Singles from Lose Control
- "what U need?" Released: October 7, 2016; "Lose Control" Released: October 28, 2016;

= Lose Control (EP) =

Lose Control is the debut extended play by Chinese singer Lay (Zhang Yixing). It was released on October 28, 2016 in South Korea and China by SM Entertainment and distributed by KT Music. The EP features six tracks in total, including the two singles "what U need?" and "Lose Control".

The EP was a commercial success, peaking at number one on the Gaon Album Chart. It was the seventh best-selling album of 2016 in South Korea according to Gaon, and was the number one performing album of the year on the YinYueTai chart in China.

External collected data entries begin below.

#[derive(Default)]
struct Compiler {
    objects: HashMap<String, Value>,
    score: Score,
    ast: Option<TensorContraction>,
}

impl Compiler {
    /// Score-level elements: metadata, definitions and the root expression.
    fn decode_statement(&mut self, element: &Element) -> Result<()> {
        match element.tag.as_str() {
            "score" => {
                for child in &element.children {
                    self.decode_statement(child)?;
                }
            }
            "title" => self.score.title = element.text.trim().to_string(),
            "composer" => self.score.composer = element.text.trim().to_string(),
            "tempo" => {
                let beat = self.decode_value(element.child(0)?)?.into_time("tempo")?;
                let bpm = element.child(1)?.integer()?;
                self.score.tempo = Tempo { beat, bpm };
            }
            "time-signature" => {
                self.score.time_signature = TimeSignature {
                    numerator: element.child(0)?.integer()?,
                    denominator: element.child(1)?.integer()?,
                };
            }
            "anacrusis" => self.score.anacrusis = rational_attributes(element)?,
            "ast" => {
                let root = self.decode_value(element.child(0)?)?.into_contraction("ast")?;
                self.ast = Some(root);
            }
            tag if CONTAINER_TAGS.contains(&tag) => {
                for child in &element.children {
                    let id = child
                        .attribute("id")
                        .ok_or_else(|| child.malformed(format!("definitions inside <{}> need an id", tag)))?
                        .to_string();
                    let value = self.decode_value(child)?;
                    self.remember(id, value);
                }
            }
            other => return Err(HarmtexError::UnknownTag(other.to_string())),
        }
        Ok(())
    }

    fn decode_value(&mut self, element: &Element) -> Result<Value> {
        let tag = element.tag.as_str();
        if tag == "id" {
            return self.resolve(element.text.trim());
        }
        if let Some(reference) = element.reference() {
            let value = self.resolve(reference.text.trim())?;
            if value.kind() == value_kind(tag) {
                return Ok(value);
            }
        }

        let value = match tag {
            "onset" | "duration" | "beat" => Value::Time(rational_attributes(element)?),
            "number" => Value::Number(element.integer()?),
            "hit" => {
                let onset = self.decode_value(element.child(0)?)?.into_time(tag)?;
                let duration = self.decode_value(element.child(1)?)?.into_time(tag)?;
                Value::Hit(Hit::new(onset, duration))
            }
            "rhythm" => Value::Rhythm(
                self.decode_children(element, Value::into_hit)?
                    .into_iter()
                    .collect(),
            ),
            "texture" => Value::Texture(Texture::new(self.decode_children(element, Value::into_rhythm)?)),
            "pitch" => {
                let number = self.decode_value(element.child(0)?)?.into_number(tag)?;
                let number = i32::try_from(number)
                    .map_err(|_| element.malformed(format!("pitch {} out of range", number)))?;
                Value::Pitch(Pitch(number))
            }
            "chord" => Value::Chord(
                self.decode_children(element, Value::into_pitch)?
                    .into_iter()
                    .collect(),
            ),
            "harmony" => Value::Harmony(Harmony::new(self.decode_children(element, Value::into_chord)?)),
            "instrument" => {
                let name = match element.children.first() {
                    Some(child) => child.text.trim(),
                    None => element.text.trim(),
                };
                if name.is_empty() {
                    return Err(element.malformed("instrument has no name"));
                }
                Value::Instrument(Instrument::new(name))
            }
            "section" => Value::Section(
                self.decode_children(element, Value::into_instrument)?
                    .into_iter()
                    .collect(),
            ),
            "instrumentation" => Value::Instrumentation(Instrumentation::new(
                self.decode_children(element, Value::into_section)?,
            )),
            "product" => {
                let texture = self.decode_value(element.child(0)?)?.into_texture(tag)?;
                let harmony = self.decode_value(element.child(1)?)?.into_harmony(tag)?;
                let instrumentation = match element.children.get(2) {
                    Some(child) => Some(self.decode_value(child)?.into_instrumentation(tag)?),
                    None => None,
                };
                Value::Contraction(TensorContraction::contract(
                    Some(harmony),
                    Some(texture),
                    instrumentation,
                ))
            }
            "parallel" => Value::Contraction(
                self.decode_children(element, Value::into_contraction)?
                    .into_iter()
                    .fold(TensorContraction::default(), TensorContraction::parallel),
            ),
            "concatenate" => Value::Contraction(
                self.decode_children(element, Value::into_contraction)?
                    .into_iter()
                    .fold(TensorContraction::default(), TensorContraction::concatenate),
            ),
            other if STATEMENT_TAGS.contains(&other) || CONTAINER_TAGS.contains(&other) => {
                return Err(element.malformed("not allowed inside an expression"));
            }
            other => return Err(HarmtexError::UnknownTag(other.to_string())),
        };

        if let Some(id) = element.attribute("id") {
            self.remember(id.to_string(), value.clone());
        }
        Ok(value)
    }

    fn decode_children<T>(
        &mut self,
        element: &Element,
        expect: fn(Value, &str) -> Result<T>,
    ) -> Result<Vec<T>> {
        element
            .children
            .iter()
            .map(|child| expect(self.decode_value(child)?, &element.tag))
            .collect()
    }

    fn resolve(&self, id: &str) -> Result<Value> {
        self.objects
            .get(id)
            .cloned()
            .ok_or_else(|| HarmtexError::UndefinedId(id.to_string()))
    }

    fn remember(&mut self, id: String, value: Value) {
        log::debug!("Defined {} '{}'", value.kind(), id);
        self.objects.insert(id, value);
    }
}

/// Kind of value an expression tag evaluates to.
fn value_kind(tag: &str) -> &str {
    match tag {
        "onset" | "duration" | "beat" => "time",
        "product" | "parallel" | "concatenate" => "contraction",
        other => other,
    }
}

fn rational_attributes(element: &Element) -> Result<Time> {
    let part = |key: &str| -> Result<&str> {
        element
            .attribute(key)
            .map(str::trim)
            .ok_or_else(|| element.malformed(format!("missing '{}' attribute", key)))
    };
    parse_time(&format!("{}/{}", part("num")?, part("den")?))
}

== Background and release ==
On September 21, 2016 it was announced that Lay would release his first solo album in October. "what U need?" was released on October 7 as Lay's birthday gift for his fans. On October 21 it was revealed that Lay would release his first mini-album Lose Control on October 28 in South Korea and China and that the album consists of 6 Chinese tracks. The single "what U need?" was included in this mini-album. Lay was a producer, and personally in charge of the composition, arrangement and writing the lyrics of all the songs. On October 25, 2016, S.M. Entertainment released a teaser for the music video of "Lose Control". Lose Control was officially released on October 28 through online and regular stores.

== Singles ==
The song "Lose Control" stayed as #1 on Billboard's China V Chart for 6 weeks in a row. It also topped "Alibaba Top 100 Weekly Songs" for 14 weeks in a row and ranked #1 on YinYueTai's TOP 100 Songs of 2016. "what U need?" hit the #4 spot on the China V Chart as well as in Billboard's World Digital Songs. The song reached number one on the Alibaba real time music chart in China.

== Promotion ==
On October 27, Lay held a press conference for the mini-album at Shanghai Town & Country Community in China. Lay performed "what U need?" for the first time on October 9 at the 2016 Asia Song Festival in Busan, South Korea. On November 15, Lay made his debut performance on the music program The Show.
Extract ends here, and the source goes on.